1980–81 to 1983–84 NBA teams
| Eastern |  | Western |  |
|---|---|---|---|
| Atlantic | Central | Midwest | Pacific |
| Boston Celtics | Atlanta Hawks | Dallas Mavericks* | Golden State Warriors |
| New Jersey Nets | Chicago Bulls | Denver Nuggets | Los Angeles Lakers |
| New York Knicks | Cleveland Cavaliers | Houston Rockets | Phoenix Suns |
| Philadelphia 76ers | Detroit Pistons | Kansas City Kings | Portland Trail Blazers |
| Washington Bullets | Indiana Pacers | San Antonio Spurs | San Diego Clippers |
|  | Milwaukee Bucks | Utah Jazz | Seattle SuperSonics |

===1984: Clippers relocate to Los Angeles===

- The San Diego Clippers relocated to Los Angeles to become the Los Angeles Clippers.

1984–85 NBA teams
| Eastern |  | Western |  |
|---|---|---|---|
| Atlantic | Central | Midwest | Pacific |
| Boston Celtics | Atlanta Hawks | Dallas Mavericks | Golden State Warriors |
| New Jersey Nets | Chicago Bulls | Denver Nuggets | Los Angeles Clippers |
| New York Knicks | Cleveland Cavaliers | Houston Rockets | Los Angeles Lakers |
| Philadelphia 76ers | Detroit Pistons | Kansas City Kings | Phoenix Suns |
| Washington Bullets | Indiana Pacers | San Antonio Spurs | Portland Trail Blazers |
|  | Milwaukee Bucks | Utah Jazz | Seattle SuperSonics |

===1985: Kings relocate to Sacramento===

- The Kansas City Kings relocated to Sacramento, California to become the Sacramento Kings.

1985–86 to 1987–88 NBA teams
| Eastern |  | Western |  |
|---|---|---|---|
| Atlantic | Central | Midwest | Pacific |
| Boston Celtics | Atlanta Hawks | Dallas Mavericks | Golden State Warriors |
| New Jersey Nets | Chicago Bulls | Denver Nuggets | Los Angeles Clippers |
| New York Knicks | Cleveland Cavaliers | Houston Rockets | Los Angeles Lakers |
| Philadelphia 76ers | Detroit Pistons | Sacramento Kings | Phoenix Suns |
| Washington Bullets | Indiana Pacers | San Antonio Spurs | Portland Trail Blazers |
|  | Milwaukee Bucks | Utah Jazz | Seattle SuperSonics |

==1988–2004: Modern expansion era==
===1988 expansion===

- The Charlotte Hornets and Miami Heat are enfranchised as the league's 24th and 25th teams.
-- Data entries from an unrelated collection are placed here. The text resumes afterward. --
use axum::{
    extract::State,
    routing::{get, post},
    Json, Router,
};
use fundamental_analysis::{FraudMethod, FraudReport, GlossaryEntry, FEATURE_GLOSSARY};
use serde::{Deserialize, Serialize};

use crate::prices::clean_tickers;
use crate::{ApiResponse, AppError, AppState};

#[derive(Deserialize)]
pub struct FraudRequest {
    pub ticker: String,
    pub method: FraudMethod,
}

#[derive(Serialize)]
pub struct FraudResponse {
    pub flagged: bool,
    #[serde(flatten)]
    pub report: FraudReport,
}

pub fn fraud_routes() -> Router<AppState> {
    Router::new()
        .route("/api/fraud", post(screen))
        .route("/api/fraud/glossary", get(glossary))
}

async fn screen(
    State(state): State<AppState>,
    Json(req): Json<FraudRequest>,
) -> Result<Json<ApiResponse<FraudResponse>>, AppError> {
    let ticker = clean_tickers(std::slice::from_ref(&req.ticker))
        .map_err(|_| AppError::bad_request("Enter a ticker"))?
        .remove(0);
    tracing::info!(%ticker, method = ?req.method, "fraud screen requested");

    let report = state.screener.screen(&ticker, req.method).await?;
    Ok(Json(ApiResponse::success(FraudResponse {
        flagged: report.flagged(),
        report,
    })))
}

async fn glossary() -> Json<ApiResponse<Vec<GlossaryEntry>>> {
    Json(ApiResponse::success(FEATURE_GLOSSARY.to_vec()))
}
The Hornets are placed in the Atlantic Division and the Heat in the Midwest Division.
- The Sacramento Kings moved from the Midwest to the Pacific Division.

| First season in NBA * |

1988–89 NBA teams
| Eastern |  | Western |  |
|---|---|---|---|
| Atlantic | Central | Midwest | Pacific |
| Boston Celtics | Atlanta Hawks | Dallas Mavericks | Golden State Warriors |
| Charlotte Hornets* | Chicago Bulls | Denver Nuggets | Los Angeles Clippers |
| New Jersey Nets | Cleveland Cavaliers | Houston Rockets | Los Angeles Lakers |
| New York Knicks | Detroit Pistons | Miami Heat* | Phoenix Suns |
| Philadelphia 76ers | Indiana Pacers | San Antonio Spurs | Portland Trail Blazers |
| Washington Bullets | Milwaukee Bucks | Utah Jazz | Sacramento Kings |
|  |  |  | Seattle SuperSonics |

===1989 expansion===

- The Minnesota Timberwolves and Orlando Magic are enfranchised as the league's 26th and 27th teams. The Timberwolves are placed in the Midwest Division and the Magic in the Central Division.
- The Charlotte Hornets and Miami Heat switched conferences. The Hornets moved from the Atlantic to the Midwest Division, while the Heat moved from the Midwest to the Atlantic Division.

| First season in NBA * |

1989–90 NBA teams
| Eastern |  | Western |  |
|---|---|---|---|
| Atlantic | Central | Midwest | Pacific |
| Boston Celtics | Atlanta Hawks | Charlotte Hornets | Golden State Warriors |
| Miami Heat | Chicago Bulls | Dallas Mavericks | Los Angeles Clippers |
| New Jersey Nets | Cleveland Cavaliers | Denver Nuggets | Los Angeles Lakers |
| New York Knicks | Detroit Pistons | Houston Rockets | Phoenix Suns |
| Philadelphia 76ers | Indiana Pacers | Minnesota Timberwolves* | Portland Trail Blazers |
| Washington Bullets | Milwaukee Bucks | San Antonio Spurs | Sacramento Kings |
|  | Orlando Magic* | Utah Jazz | Seattle SuperSonics |

===1990: Hornets and Magic switch conferences===

- The Charlotte Hornets moved from the Midwest to the Central Division, while the Orlando Magic moved from the Central to the Midwest Division.

1990–91 NBA teams
| Eastern |  | Western |  |
|---|---|---|---|
| Atlantic | Central | Midwest | Pacific |
| Boston Celtics | Atlanta Hawks | Dallas Mavericks | Golden State Warriors |
| Miami Heat | Charlotte Hornets | Denver Nuggets | Los Angeles Clippers |
| New Jersey Nets | Chicago Bulls | Houston Rockets | Los Angeles Lakers |
| New York Knicks | Cleveland Cavaliers | Minnesota Timberwolves | Phoenix Suns |
| Philadelphia 76ers | Detroit Pistons | Orlando Magic | Portland Trail Blazers |
| Washington Bullets | Indiana Pacers | San Antonio Spurs | Sacramento Kings |
|  | Milwaukee Bucks | Utah Jazz | Seattle SuperSonics |

===1991: Magic moves back to the Eastern Conference===

- The Orlando Magic moved from the Midwest to the Atlantic Division to reduce travel after spending the previous season in the Western Conference.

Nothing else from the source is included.